Topjaw are a popular food account to some acclaim, with the basic premise that they interview chefs and ask for their restaurant recommendations. Their video about Pino’s Sandwiches is enthusiastic and gushing, similar to the handful of other videos I’ve watched from them, but having tried the “Topjaw Special” on Pino’s menu, either Topjaw or Pino have lost their taste buds and/or minds.
Porchetta, smoked cheese, sundried tomatoes, cooked onions, hot sauce and garlic sauce. First, the porchetta - a delicately-tasting meat that melts in the mouth and is best plain. Other sources of flavour overwhelm it and crowd it out, and that’s exactly what has happened with the Topjaw Special - you can’t taste it. You also can’t taste the cheese. The spicy sauce isn’t spicy, the cooked onions are barely cooked and cut into big chunks that fall out of the sandwich unpleasantly, and the sundried tomatoes make the bread soggy and just seem out of place.

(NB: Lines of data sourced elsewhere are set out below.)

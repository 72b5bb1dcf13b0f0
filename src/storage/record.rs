use std::{
    collections::BTreeMap,
    fs::File,
    io::{self, BufReader, BufWriter, Read, Write},
    path::Path,
};

use chrono::{DateTime, Utc};
use serde::{Deserialize, Deserializer, Serialize};

use crate::domain::{
    LifecycleStatus, PublicationStatus, Requirement,
    requirement::{Content, Metadata},
};

/// A requirement serialized as a standalone YAML document.
#[derive(Debug, Clone, PartialEq, Eq, Serialize, Deserialize)]
#[serde(from = "RecordVersion", into = "RecordVersion")]
pub struct RecordFile {
    key: String,
    title: String,
    text: String,
    actor: Vec<String>,
    conformance: String,
    test_procedures: BTreeMap<String, Vec<String>>,
    version: u32,
    release_status: PublicationStatus,
    status: LifecycleStatus,
    content_hash: String,
    source: String,
    created: Option<DateTime<Utc>>,
    modified: Option<DateTime<Utc>>,
    deleted: Option<DateTime<Utc>>,
    date: Option<DateTime<Utc>>,
}

/// Errors that can occur when reading or writing a record file.
#[derive(Debug, thiserror::Error)]
pub enum RecordError {
    /// An I/O error occurred.
    #[error("failed to access record file: {0}")]
    Io(#[from] io::Error),
    /// The YAML could not be parsed or produced.
    #[error("malformed record: {0}")]
    Yaml(#[from] serde_yaml::Error),
}

impl RecordFile {
    pub(crate) fn write<W: Write>(&self, writer: &mut W) -> Result<(), RecordError> {
        serde_yaml::to_writer(writer, self)?;
        Ok(())
    }

    pub(crate) fn read<R: Read>(reader: R) -> Result<Self, RecordError> {
        Ok(serde_yaml::from_reader(reader)?)
    }

    /// Writes the record to `path`, creating parent directories as needed.
    ///
    /// # Errors
    ///
    /// Returns an error if the file cannot be created or written to.
    pub fn save(&self, path: &Path) -> Result<(), RecordError> {
        if let Some(parent) = path.parent() {
            std::fs::create_dir_all(parent)?;
        }
        let mut writer = BufWriter::new(File::create(path)?);
        self.write(&mut writer)?;
        writer.flush()?;
        Ok(())
    }

    /// Reads a record from `path`.
    ///
    /// # Errors
    ///
    /// Returns an error if the file cannot be read or parsed.
    pub fn load(path: &Path) -> Result<Self, RecordError> {
        let reader = BufReader::new(File::open(path)?);
        Self::read(reader)
    }

    /// The key of the stored requirement.
    #[must_use]
    pub fn key(&self) -> &str {
        &self.key
    }
}

impl From<Requirement> for RecordFile {
    fn from(requirement: Requirement) -> Self {
        let Requirement {
            key,
            content:
                Content {
                    title,
                    text,
                    conformance,
                    actors,
                    test_procedures,
                },
            metadata:
                Metadata {
                    version,
                    lifecycle,
                    publication,
                    content_hash,
                    source,
                    created,
                    modified,
                    deleted,
                    date,
                },
        } = requirement;

        Self {
            key,
            title,
            text,
            actor: actors,
            conformance,
            test_procedures,
            version,
            release_status: publication,
            status: lifecycle,
            content_hash,
            source,
            created,
            modified,
            deleted,
            date,
        }
    }
}

impl From<RecordFile> for Requirement {
    fn from(record: RecordFile) -> Self {
        let RecordFile {
            key,
            title,
            text,
            actor,
            conformance,
            mut test_procedures,
            version,
            release_status,
            status,
            content_hash,
            source,
            created,
            modified,
            deleted,
            date,
        } = record;

        for name in &actor {
            test_procedures.entry(name.clone()).or_default();
        }

        Self {
            key,
            content: Content {
                title,
                text,
                conformance,
                actors: actor,
                test_procedures,
            },
            metadata: Metadata {
                version,
                lifecycle: status,
                publication: release_status,
                content_hash,
                source,
                created,
                modified,
                deleted,
                date,
            },
        }
    }
}

/// Reads an optional timestamp, treating an empty string as absent.
fn optional_timestamp<'de, D>(deserializer: D) -> Result<Option<DateTime<Utc>>, D::Error>
where
    D: Deserializer<'de>,
{
    let raw = Option::<String>::deserialize(deserializer)?;
    match raw.as_deref().map(str::trim) {
        None | Some("") => Ok(None),
        Some(value) => DateTime::parse_from_rfc3339(value)
            .map(|timestamp| Some(timestamp.with_timezone(&Utc)))
            .map_err(serde::de::Error::custom),
    }
}

#[derive(Debug, Serialize, Deserialize)]
#[serde(tag = "_version")]
enum RecordVersion {
    #[serde(rename = "1")]
    V1 {
        key: String,
        #[serde(default)]
        title: String,
        #[serde(default)]
        text: String,
        #[serde(default)]
        actor: Vec<String>,
        #[serde(default)]
        conformance: String,
        #[serde(default)]
        test_procedures: BTreeMap<String, Vec<String>>,
        #[serde(default)]
        version: u32,
        release_status: PublicationStatus,
        status: LifecycleStatus,
        #[serde(default)]
        content_hash: String,
        #[serde(default)]
        source: String,
        #[serde(
            default,
            deserialize_with = "optional_timestamp",
            skip_serializing_if = "Option::is_none"
        )]
        created: Option<DateTime<Utc>>,
        #[serde(
            default,
            deserialize_with = "optional_timestamp",
            skip_serializing_if = "Option::is_none"
        )]
        modified: Option<DateTime<Utc>>,
        #[serde(
            default,
            deserialize_with = "optional_timestamp",
            skip_serializing_if = "Option::is_none"
        )]
        deleted: Option<DateTime<Utc>>,
        #[serde(
            default,
            deserialize_with = "optional_timestamp",
            skip_serializing_if = "Option::is_none"
        )]
        date: Option<DateTime<Utc>>,
    },
}

impl From<RecordVersion> for RecordFile {
    fn from(version: RecordVersion) -> Self {
        match version {
            RecordVersion::V1 {
                key,
                title,
                text,
                actor,
                conformance,
                test_procedures,
                version,
                release_status,
                status,
                content_hash,
                source,
                created,
                modified,
                deleted,
                date,
            } => Self {
                key,
                title,
                text,
                actor,
                conformance,
                test_procedures,
                version,
                release_status,
                status,
                content_hash,
                source,
                created,
                modified,
                deleted,
                date,
            },
        }
    }
}

impl From<RecordFile> for RecordVersion {
    fn from(record: RecordFile) -> Self {
        let RecordFile {
            key,
            title,
            text,
            actor,
            conformance,
            test_procedures,
            version,
            release_status,
            status,
            content_hash,
            source,
            created,
            modified,
            deleted,
            date,
        } = record;
        Self::V1 {
            key,
            title,
            text,
            actor,
            conformance,
            test_procedures,
            version,
            release_status,
            status,
            content_hash,
            source,
            created,
            modified,
            deleted,
            date,
        }
    }
}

The bread was nice, and I actually think one of the other combinations of salami and cheese would’ve been a rather pleasant sandwich. The vibe was fairly chill, there was plenty of seating, and the staff were all pretty friendly, including the big man Pino himself, who operated the meat slicer with authority. However, this monstrosity of a special means both Mr Pino or Messieurs Topjaw are due serious head rattling.
Food - 1/10
Service - 7/10
Vibe - 8/10
Overall - 5/10
PRAE


My overall conclusion on Italian sandwiches is not good. PRAE served up a chunky focaccia bread that was just too…bready. The parma ham was lost amongst the ruins of wet tomato and an inch of salad, and there was no sauce to relieve the monotony of chewing on tasteless bread. Every mouthful was a disappointment. Mrs. B. had a pulled pork sandwich with pickled onion and that was actually quite good, but regrettably my experience of Florentine sandwiches was poor, and the bread in general was bad whether in sandwich or in the brown paper bags at dinner.
Food - 1/10
Service - 3/10
Vibe - 6/10
Overall - 3/10
Gelato
Gelato, sun, river, Italy, yes. We went to La Strega Nocciola and Perche No for gelato and honestly it was as good as you’re going to get. Plonked on the side of the Arno river, we had cookie crumble and chocolate gelato without a care in the world - we enjoyed every bit. The sun was shining, the buildings were beautiful, the Ponte Vecchio looked spectacular, lined with jewellery shops and packed with people, and it was one of those moments that makes you think life is good.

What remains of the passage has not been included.